Settimane fa vi avevamo paventato l’ipotesi prescrizione, visto che era slittata ancora una volta la data della sentenza, la quale è stata emessa nella giornata di ieri. Difatti è stata confermata la sentenza emessa nel 2016 dal Tribunale di Torre Annunziata, ma è stato dichiarato il non doversi procedere nei confronti di Giuseppe Langellotto, il quale è morto durante il processo e nei confronti di Adriano Bellacosa, assolto per non aver commesso il fatto.

Come si legge nel documento, sono stati invece condannati Dario Perasole e Lucio Grande, i quali erano funzionari della Provincia che rilasciarono i permessi: questi sono stati condannati anche al pagamento delle spese processuali del secondo grado di giudizio e di quelle sostenute dalle parti civili costituite (900 euro +iva), oltre al rimborso delle spese generali del 15% per ciascuna parte civile.

Entro 90 giorni verranno depositate le motivazioni.

La vicenda, ricordiamo, partì nell’ottobre del 2010 quando cominciò a destare sospetti l’intervento nel fondo di vico III Rota: furono, appunto, Grande e Perasole ad autorizzare i suddetti lavori, dopo che la Soprintendenza e il Comune di Sorrento avevano negato il permesso di costruire.
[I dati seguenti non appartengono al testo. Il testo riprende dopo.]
// Copyright (C) 2025 Ryan Daum <ryan.daum@gmail.com> This program is free
// software: you can redistribute it and/or modify it under the terms of the GNU
// General Public License as published by the Free Software Foundation, version
// 3.
//
// This program is distributed in the hope that it will be useful, but WITHOUT
// ANY WARRANTY; without even the implied warranty of MERCHANTABILITY or FITNESS
// FOR A PARTICULAR PURPOSE. See the GNU General Public License for more details.
//
// You should have received a copy of the GNU General Public License along with
// this program. If not, see <https://www.gnu.org/licenses/>.
//

use crate::model::WorldStateError;
use etamoo_var::{Obj, AMBIGUOUS, FAILED_MATCH, NOTHING};

/// Resolves an object phrase from a command line to an object id.
pub trait ObjectNameMatcher {
    fn match_object(&self, name: &str) -> Result<Option<Obj>, WorldStateError>;
}

/// The slice of the world that object matching needs to see: names and
/// surroundings. Implemented over the world state for live matching, and by
/// a mock for parser tests.
pub trait MatchEnvironment {
    fn obj_valid(&self, oid: Obj) -> Result<bool, WorldStateError>;

    /// The name and aliases of an object.
    fn get_names(&self, oid: Obj) -> Result<Vec<String>, WorldStateError>;

    /// The objects to search for matches: the player, the player's location,
    /// and the contents of both.
    fn get_surroundings(&self, player: Obj) -> Result<Vec<Obj>, WorldStateError>;

    fn location_of(&self, player: Obj) -> Result<Obj, WorldStateError>;
}

struct MatchData {
    exact: Obj,
    partial: Obj,
}

fn do_match_object_names(
    oid: Obj,
    match_data: &mut MatchData,
    names: &[String],
    match_name: &str,
) -> bool {
    let match_name = match_name.to_lowercase();

    for object_name in names {
        let object_name = object_name.to_lowercase();
        if object_name.starts_with(&match_name) {
            // Exact match.
            if object_name == match_name {
                if match_data.exact == NOTHING || match_data.exact == oid {
                    match_data.exact = oid;
                } else {
                    return true;
                }
            } else {
                // Prefix match.
                if match_data.partial == FAILED_MATCH || match_data.partial == oid {
                    match_data.partial = oid;
                } else {
                    match_data.partial = AMBIGUOUS;
                }
            }
        }
    }
    false
}

/// Match `object_name` against the player's surroundings the way the command
/// parser does: `me`, `here`, `#N`, then exact name/alias, then unambiguous
/// prefix. Returns the AMBIGUOUS / FAILED_MATCH sentinels rather than erring.
pub fn world_match_object<M: MatchEnvironment>(
    env: &M,
    player: Obj,
    object_name: &str,
) -> Result<Option<Obj>, WorldStateError> {
    if object_name.is_empty() {
        return Ok(None);
    }

    // If if's an object number (is prefixed with # and is followed by a
    // valid integer), then we can return directly.
    if let Some(stripped) = object_name.strip_prefix('#') {
        if let Ok(object_number) = stripped.parse::<i32>() {
            return Ok(Some(Obj::mk_id(object_number)));
        }
    }

    match object_name.to_lowercase().as_str() {
        "me" => return Ok(Some(player)),
        "here" => return Ok(Some(env.location_of(player)?)),
        _ => {}
    }

    let mut match_data = MatchData {
        exact: NOTHING,
        partial: FAILED_MATCH,
    };
    for oid in env.get_surroundings(player)? {
        if !env.obj_valid(oid)? {
            continue;
        }
        let names = env.get_names(oid)?;
        if do_match_object_names(oid, &mut match_data, &names, object_name) {
            return Ok(Some(AMBIGUOUS));
        }
    }

    if match_data.exact != NOTHING {
        Ok(Some(match_data.exact))
    } else {
        Ok(Some(match_data.partial))
    }
}

#[cfg(test)]
mod tests {
    use super::*;
    use crate::matching::mock_matching_env::{
        setup_mock_environment, MOCK_PLAYER, MOCK_ROOM1, MOCK_THING1, MOCK_THING2,
    };

    #[test]
    fn test_match_by_number() {
        let env = setup_mock_environment();
        let result = world_match_object(&env, MOCK_PLAYER, "#4").unwrap();
        assert_eq!(result, Some(Obj::mk_id(4)));
    }

    #[test]
    fn test_match_me_here() {
        let env = setup_mock_environment();
        assert_eq!(
            world_match_object(&env, MOCK_PLAYER, "me").unwrap(),
            Some(MOCK_PLAYER)
        );
        assert_eq!(
            world_match_object(&env, MOCK_PLAYER, "here").unwrap(),
            Some(MOCK_ROOM1)
        );
    }

    #[test]
    fn test_match_exact_and_partial() {
        let env = setup_mock_environment();
        assert_eq!(
            world_match_object(&env, MOCK_PLAYER, "thing1").unwrap(),
            Some(MOCK_THING1)
        );
        assert_eq!(
            world_match_object(&env, MOCK_PLAYER, "t2").unwrap(),
            Some(MOCK_THING2)
        );
        // "thing" prefixes both things.
        assert_eq!(
            world_match_object(&env, MOCK_PLAYER, "th").unwrap(),
            Some(AMBIGUOUS)
        );
    }

    #[test]
    fn test_match_failure() {
        let env = setup_mock_environment();
        assert_eq!(
            world_match_object(&env, MOCK_PLAYER, "frobozz").unwrap(),
            Some(FAILED_MATCH)
        );
    }
}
Anni di lotte legali, fino a quando il Tribunale di Torre Annunziata stabilì che quell’autorimessa non poteva essere realizzata perché l’autorizzazione venne rilasciata su un falso presupposto, ovvero quello secondo cui non c’erano violazioni dei vincoli urbanistici che, in realtà, definiscono “satura” la zona di vico Rota escludendo incrementi volumetrici, compresi quelli per mettere su un’autorimessa a 3 livelli con 252 box.

Decisivo fu un esposto del presidente del Wwf di Sorrento, Claudio d’Esposito, che, grazie anche al lavoro dell’allora consigliere comunale di minoranza Rosario Fiorentino, fece scattare le indagini.